Once you reach the line that contains "let expected = solution.parts();", retype it and every line after it exactly, ending with the last line of the entries.
-*-
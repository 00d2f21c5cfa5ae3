//! The `grammatik stats` command.

use std::collections::BTreeMap;
use std::fmt::Display;

use anyhow::Result;
use comfy_table::{Cell, Table};

use grammatik_core::statistics::share;

use super::{load_corpus, Globals};
use crate::FilterArgs;

pub fn execute(globals: &Globals, filter_args: &FilterArgs, json: bool) -> Result<()> {
    let config = globals.config()?;
    let corpus = load_corpus(&config)?;
    let filter = filter_args.to_filter(config.include_previous_levels);

    let stats = corpus.stats(&filter);

    if json {
        println!("{}", serde_json::to_string_pretty(&stats)?);
        return Ok(());
    }

    println!("Total exercises: {}", stats.total);
    print_counts("Level", &stats.by_level, stats.total);
    print_counts("Checklist", &stats.by_checklist_item, stats.total);
    print_counts("Task", &stats.by_task_type, stats.total);

    let verbs = corpus.verbs(&filter);
    if !verbs.is_empty() {
        println!("\nVerbs ({}): {}", verbs.len(), verbs.join(", "));
    }

    Ok(())
}

fn print_counts<K: Display>(header: &str, counts: &BTreeMap<K, usize>, total: usize) {
    if counts.is_empty() {
        return;
    }
    let mut table = Table::new();
    table.set_header(vec![header, "Exercises", "Share"]);
    for (key, count) in counts {
        let fraction = share(*count, total);
        table.add_row(vec![
            Cell::new(key),
            Cell::new(count),
            Cell::new(format!("{:.1}%", fraction * 100.0)),
        ]);
    }
    println!("\n{table}");
}
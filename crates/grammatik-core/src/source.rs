//! JSON exercise file loading.
//!
//! Reads raw exercise groups from the on-disk layout
//! `<data_dir>/exercises/<level_dir>/<checklist_item>.json`.

use std::path::{Path, PathBuf};

use anyhow::{Context, Result};
use serde_json::Value;

use crate::model::{ChecklistItem, GroupKey, Level};
use crate::traits::CorpusSource;

/// An ordered sequence of raw records supplied for one (level, checklist item).
#[derive(Debug, Clone, PartialEq)]
pub struct RawGroup {
    pub level: Level,
    pub checklist_item: ChecklistItem,
    pub records: Vec<Value>,
}

impl RawGroup {
    pub fn new(level: Level, checklist_item: ChecklistItem, records: Vec<Value>) -> Self {
        Self {
            level,
            checklist_item,
            records,
        }
    }

    pub fn key(&self) -> GroupKey {
        GroupKey {
            level: self.level,
            checklist_item: self.checklist_item,
        }
    }
}

/// Reads exercise groups from a data directory.
#[derive(Debug, Clone)]
pub struct DirectorySource {
    data_dir: PathBuf,
}

impl DirectorySource {
    pub fn new(data_dir: impl Into<PathBuf>) -> Self {
        Self {
            data_dir: data_dir.into(),
        }
    }

    pub fn exercises_dir(&self) -> PathBuf {
        self.data_dir.join("exercises")
    }
}

impl CorpusSource for DirectorySource {
    fn describe(&self) -> String {
        self.exercises_dir().display().to_string()
    }

    fn groups(&self) -> Result<Vec<RawGroup>> {
        load_exercise_directory(&self.exercises_dir())
    }
}

/// Parse one exercise file's contents into a group.
pub fn parse_group_str(
    content: &str,
    level: Level,
    checklist_item: ChecklistItem,
    source_path: &Path,
) -> Result<RawGroup> {
    let parsed: Value = serde_json::from_str(content)
        .with_context(|| format!("failed to parse JSON: {}", source_path.display()))?;

    let Value::Array(records) = parsed else {
        anyhow::bail!(
            "exercise file must contain a JSON array: {}",
            source_path.display()
        );
    };

    Ok(RawGroup::new(level, checklist_item, records))
}

/// Load every group under an `exercises/` directory, in sorted path order.
pub fn load_exercise_directory(dir: &Path) -> Result<Vec<RawGroup>> {
    if !dir.is_dir() {
        anyhow::bail!("exercises directory not found: {}", dir.display());
    }

    let mut groups = Vec::new();
    for level_dir in sorted_entries(dir)? {
        if !level_dir.is_dir() {
            continue;
        }
        let dir_name = file_name(&level_dir);
        let level = Level::from_dir_name(&dir_name).with_context(|| {
            format!(
                "unknown level directory: {} (expected one of {})",
                level_dir.display(),
                Level::ALL.map(Level::dir_name).join(", ")
            )
        })?;

        for path in sorted_entries(&level_dir)? {
            if !path.extension().is_some_and(|ext| ext == "json") {
                continue;
            }
            let stem = path
                .file_stem()
                .map(|s| s.to_string_lossy().into_owned())
                .unwrap_or_default();
            let checklist_item: ChecklistItem = stem.parse().map_err(|e: String| {
                anyhow::anyhow!("unexpected exercise file {}: {e}", path.display())
            })?;

            let content = std::fs::read_to_string(&path)
                .with_context(|| format!("failed to read exercise file: {}", path.display()))?;
            let group = parse_group_str(&content, level, checklist_item, &path)?;
            tracing::debug!(
                "loaded {} raw record(s) from {}",
                group.records.len(),
                path.display()
            );
            groups.push(group);
        }
    }

    Ok(groups)
}

fn sorted_entries(dir: &Path) -> Result<Vec<PathBuf>> {
    let mut paths = std::fs::read_dir(dir)
        .with_context(|| format!("failed to read directory: {}", dir.display()))?
        .map(|entry| entry.map(|e| e.path()))
        .collect::<std::io::Result<Vec<_>>>()
        .with_context(|| format!("failed to list directory: {}", dir.display()))?;
    paths.sort();
    Ok(paths)
}

fn file_name(path: &Path) -> String {
    path.file_name()
        .map(|s| s.to_string_lossy().into_owned())
        .unwrap_or_default()
}
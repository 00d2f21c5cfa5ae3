//! Exact answer matching.
//!
//! The only normalization is trimming leading and trailing whitespace. Case,
//! diacritics and inflection all count: every exercise has exactly one
//! correct surface form, and multi-blank answers are compared position by
//! position with no partial credit.

use std::fmt;

use serde::{Deserialize, Serialize};

use crate::model::{Answer, ExerciseRecord, Solution};

/// Why an answer was judged incorrect.
#[derive(Debug, Clone, Copy, PartialEq, Eq, Hash, Serialize, Deserialize)]
#[serde(rename_all = "snake_case")]
pub enum IncorrectReason {
    /// The answer differs from the solution.
    Mismatch,
    /// The answer has a different number of parts than the solution.
    WrongArity,
    /// The time budget ran out before the answer was submitted.
    Timeout,
}

#[derive(Debug, Clone, Copy, PartialEq, Eq, Hash, Serialize, Deserialize)]
#[serde(tag = "verdict", content = "reason", rename_all = "snake_case")]
pub enum Verdict {
    Correct,
    Incorrect(IncorrectReason),
}

impl Verdict {
    pub fn is_correct(self) -> bool {
        matches!(self, Verdict::Correct)
    }

    pub fn is_timeout(self) -> bool {
        matches!(self, Verdict::Incorrect(IncorrectReason::Timeout))
    }
}

impl fmt::Display for Verdict {
    fn fmt(&self, f: &mut fmt::Formatter<'_>) -> fmt::Result {
        match self {
            Verdict::Correct => write!(f, "correct"),
            Verdict::Incorrect(IncorrectReason::Mismatch) => write!(f, "incorrect"),
            Verdict::Incorrect(IncorrectReason::WrongArity) => {
                write!(f, "incorrect (wrong number of answers)")
            }
            Verdict::Incorrect(IncorrectReason::Timeout) => write!(f, "incorrect (timeout)"),
        }
    }
}

/// A verdict plus the canonical solution, for feedback.
#[derive(Debug, Clone, PartialEq, Eq, Serialize, Deserialize)]
pub struct MatchOutcome {
    pub verdict: Verdict,
    pub solution: Solution,
}

impl MatchOutcome {
    /// Replace the verdict with a timeout, keeping the solution for reveal.
    pub fn timed_out(self) -> Self {
        Self {
            verdict: Verdict::Incorrect(IncorrectReason::Timeout),
            ..self
        }
    }
}

/// The normalization applied to both sides before comparison.
pub fn normalize(s: &str) -> &str {
    s.trim()
}

/// Match a candidate answer against an exercise's solution.
///
/// Pure: the same record and answer always yield the same outcome.
pub fn match_answer(record: &ExerciseRecord, answer: &Answer) -> MatchOutcome {
    MatchOutcome {
        verdict: judge(&record.solution, answer),
        solution: record.solution.clone(),
    }
}

fn judge(solution: &Solution, answer: &Answer) -> Verdict {
    let expected = solution.parts();
    let given: Vec<&str> = match answer {
        Answer::Single(s) => vec![s.as_str()],
        Answer::Sequence(parts) => parts.iter().map(String::as_str).collect(),
    };

    if expected.len() != given.len() {
        return Verdict::Incorrect(IncorrectReason::WrongArity);
    }

    let all_equal = expected
        .iter()
        .zip(&given)
        .all(|(want, got)| normalize(want) == normalize(got));
    if all_equal {
        Verdict::Correct
    } else {
        Verdict::Incorrect(IncorrectReason::Mismatch)
    }
}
-*-
__Result__.
    let expected = solution.parts();
    let given: Vec<&str> = match answer {
        Answer::Single(s) => vec![s.as_str()],
        Answer::Sequence(parts) => parts.iter().map(String::as_str).collect(),
    };

    if expected.len() != given.len() {
        return Verdict::Incorrect(IncorrectReason::WrongArity);
    }

    let all_equal = expected
        .iter()
        .zip(&given)
        .all(|(want, got)| normalize(want) == normalize(got));
    if all_equal {
        Verdict::Correct
    } else {
        Verdict::Incorrect(IncorrectReason::Mismatch)
    }
}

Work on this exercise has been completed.